The Electricity Market’s Design: An Unnecessarily Distorting and costly Mechanism to Overcome
Forthcoming, Journal of Economic Issues
Posted: 20 Dec 2023 Last revised: 5 Mar 2025
Date Written: August 1, 2022
Abstract
The present marginalist design for the wholesale electricity market in most OECD countries emerged over the last 1990s within the wave of ‘liberalisation’ of the national electricity sector. This liberalisation meant the State to privatise its so-far public-owned electricity enterprises (which usually operated as vertically integrated monopolies: generation, transport, and distribution), at the time that the then-existing direct regulation on the price per kWh to final consumers was removed.
The so-called marginalist ‘competitive’ rules established for the electricity market’s wholesale price have led to distorting results, especially since the end of 2020, in the way of erratic skyrocketing prices and high extraordinary profits for power companies.
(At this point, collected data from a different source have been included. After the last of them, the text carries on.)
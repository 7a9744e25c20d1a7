//! Server configuration commands - aliases, log channels, command sync and broadcast.

// Inner module to suppress missing_docs warnings for poise macro-generated code
mod inner {
    #![allow(missing_docs)]

    use crate::{
        bot::{
            Context,
            handlers::autocomplete::{autocomplete_alias, autocomplete_command_name},
        },
        core::{aliases, log_channels::LogCategory},
        errors::Result,
    };
    use poise::{
        futures_util::StreamExt,
        serenity_prelude::{self as serenity, Mentionable},
    };
    use std::time::Duration;
    use tracing::{info, warn};

    /// Pause between broadcast DMs
    const BROADCAST_PACING: Duration = Duration::from_secs(1);

    /// Log categories as offered in the slash command.
    #[derive(Debug, Clone, Copy, poise::ChoiceParameter)]
    pub enum LogKind {
        #[name = "messages"]
        Messages,
        #[name = "roles"]
        Roles,
        #[name = "server"]
        Server,
        #[name = "rooms"]
        Rooms,
        #[name = "voice"]
        Voice,
        #[name = "moderation"]
        Moderation,
    }

    impl From<LogKind> for LogCategory {
        fn from(kind: LogKind) -> Self {
            match kind {
                LogKind::Messages => Self::Message,
                LogKind::Roles => Self::Role,
                LogKind::Server => Self::Server,
                LogKind::Rooms => Self::Room,
                LogKind::Voice => Self::Voice,
                LogKind::Moderation => Self::Moderation,
            }
        }
    }

    /// DMs a message to every member of the server.
    #[poise::command(
        slash_command,
        guild_only,
        required_permissions = "ADMINISTRATOR",
        default_member_permissions = "ADMINISTRATOR"
    )]
    pub async fn broadcast(
        ctx: Context<'_>,
        #[description = "Message to send"] message: String,
    ) -> Result<()> {
        let Some(guild_id) = ctx.guild_id() else {
            return Ok(());
        };
        ctx.defer_ephemeral().await?;

        let guild_name = ctx
            .guild()
            .map_or_else(|| "the server".to_string(), |g| g.name.clone());
        let embed = serenity::CreateEmbed::new()
            .title(format!("📢 Message from {guild_name}"))
            .description(&message)
            .colour(serenity::Colour::BLUE);

        let mut sent = 0_u32;
        let mut failed = 0_u32;
        let mut members = guild_id.members_iter(ctx).boxed();
        while let Some(member) = members.next().await {
            let member = match member {
                Ok(member) => member,
                Err(e) => {
                    warn!("Stopped listing members of guild {guild_id}: {e}");
                    break;
                }
            };
            if member.user.bot {
                continue;
            }

            // Closed DMs are expected; count them and move on
            match member
                .user
                .direct_message(ctx, serenity::CreateMessage::new().embed(embed.clone()))
                .await
            {
                Ok(_) => sent += 1,
                Err(_) => failed += 1,
            }
            tokio::time::sleep(BROADCAST_PACING).await;
        }

        info!("Broadcast in guild {guild_id}: {sent} sent, {failed} failed");
        ctx.say(format!(
            "✅ Broadcast finished.\nSent: `{sent}`\nFailed: `{failed}`"
        ))
        .await?;
        Ok(())
    }

    /// Adds another name for a command in this server.
    #[poise::command(
        slash_command,
        prefix_command,
        guild_only,
        rename = "add-alias",
        required_permissions = "ADMINISTRATOR"
    )]
    pub async fn add_alias(
        ctx: Context<'_>,
        #[description = "Command to alias"]
        #[autocomplete = "autocomplete_command_name"]
        command: String,
        #[description = "New name (one word)"] alias: String,
    ) -> Result<()> {
        let Some(guild_id) = ctx.guild_id() else {
            return Ok(());
        };

        let command = command.trim().to_lowercase();
        let exists = ctx
            .framework()
            .options()
            .commands
            .iter()
            .any(|c| c.name == command);
        if !exists {
            ctx.say(format!("❌ There is no command named `{command}`."))
                .await?;
            return Ok(());
        }

        let saved =
            aliases::add_alias(&ctx.data().database, guild_id.get(), &alias, &command).await?;
        info!(
            "Alias '{}' -> '{}' added in guild {guild_id}",
            saved.alias, saved.command_name
        );
        ctx.say(format!(
            "✅ `{}` now runs `{}`.",
            saved.alias, saved.command_name
        ))
        .await?;
        Ok(())
    }

    /// Removes a command alias from this server.
    #[poise::command(
        slash_command,
        prefix_command,
        guild_only,
        rename = "remove-alias",
        required_permissions = "ADMINISTRATOR"
    )]
    pub async fn remove_alias(
        ctx: Context<'_>,
        #[description = "Alias to remove"]
        #[autocomplete = "autocomplete_alias"]
        alias: String,
    ) -> Result<()> {
        let Some(guild_id) = ctx.guild_id() else {
            return Ok(());
        };

        if aliases::remove_alias(&ctx.data().database, guild_id.get(), &alias).await? {
            ctx.say(format!("✅ Alias `{}` removed.", alias.trim()))
                .await?;
        } else {
            ctx.say(format!("❌ There is no alias `{}`.", alias.trim()))
                .await?;
        }
        Ok(())
    }

    /// Re-registers the slash commands in this server.
    #[poise::command(
        slash_command,
        prefix_command,
        guild_only,
        required_permissions = "ADMINISTRATOR"
    )]
    pub async fn sync(ctx: Context<'_>) -> Result<()> {
        let Some(guild_id) = ctx.guild_id() else {
            return Ok(());
        };

        let commands = &ctx.framework().options().commands;
        poise::builtins::register_in_guild(ctx, commands, guild_id).await?;
        info!("Registered {} commands in guild {guild_id}", commands.len());
        ctx.say(format!("✅ Synced {} commands.", commands.len()))
            .await?;
        Ok(())
    }

    /// Sets the channel that receives one kind of activity log.
    #[poise::command(
        slash_command,
        prefix_command,
        guild_only,
        rename = "set-log",
        required_permissions = "ADMINISTRATOR"
    )]
    pub async fn set_log(
        ctx: Context<'_>,
        #[description = "Kind of activity"] kind: LogKind,
        #[description = "Channel to log into"]
        #[channel_types("Text")]
        channel: serenity::GuildChannel,
    ) -> Result<()> {
        let Some(guild_id) = ctx.guild_id() else {
            return Ok(());
        };

        let category = LogCategory::from(kind);
        crate::core::log_channels::set_log_channel(
            &ctx.data().database,
            guild_id.get(),
            category,
            channel.id.get(),
        )
        .await?;
        ctx.say(format!(
            "✅ {category} logs will go to {}.",
            channel.mention()
        ))
        .await?;
        Ok(())
    }
}

// Re-export all commands
pub use inner::*;
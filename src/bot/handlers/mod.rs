//! Discord event and interaction handlers
//!
//! Everything that is not a command invocation: gateway events, persistent ticket controls,
//! alias rewriting, activity logs, welcome messages and slash-command autocomplete.

/// Activity-log listeners and the audit-trail reader
pub mod activity_log;
/// Alias rewriting and dispatch
pub mod alias;
/// Autocomplete for the alias commands
pub mod autocomplete;
/// Gateway event dispatch
pub mod events;
/// Ticket panel and ticket control handlers
pub mod interactions;
/// Welcome messages
pub mod welcome;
This is because of the peculiar pricing design established, which is surmised to respond to the ‘marginal cost pricing’ proposition (MCP) of mainstream modern neoclassic economics.
PDF access: https://www.tandfonline.com/eprint/CPXDJGKHHFZ2SCTV7KUV/full?target=10.1080/00213624.2025.2455670
Keywords: Electricity market’s operation and design, Electricity market’s pricing design, Marginal Cost Pricing, ‘Windfall’ profits, Peak-load pricing, States’ energy policies.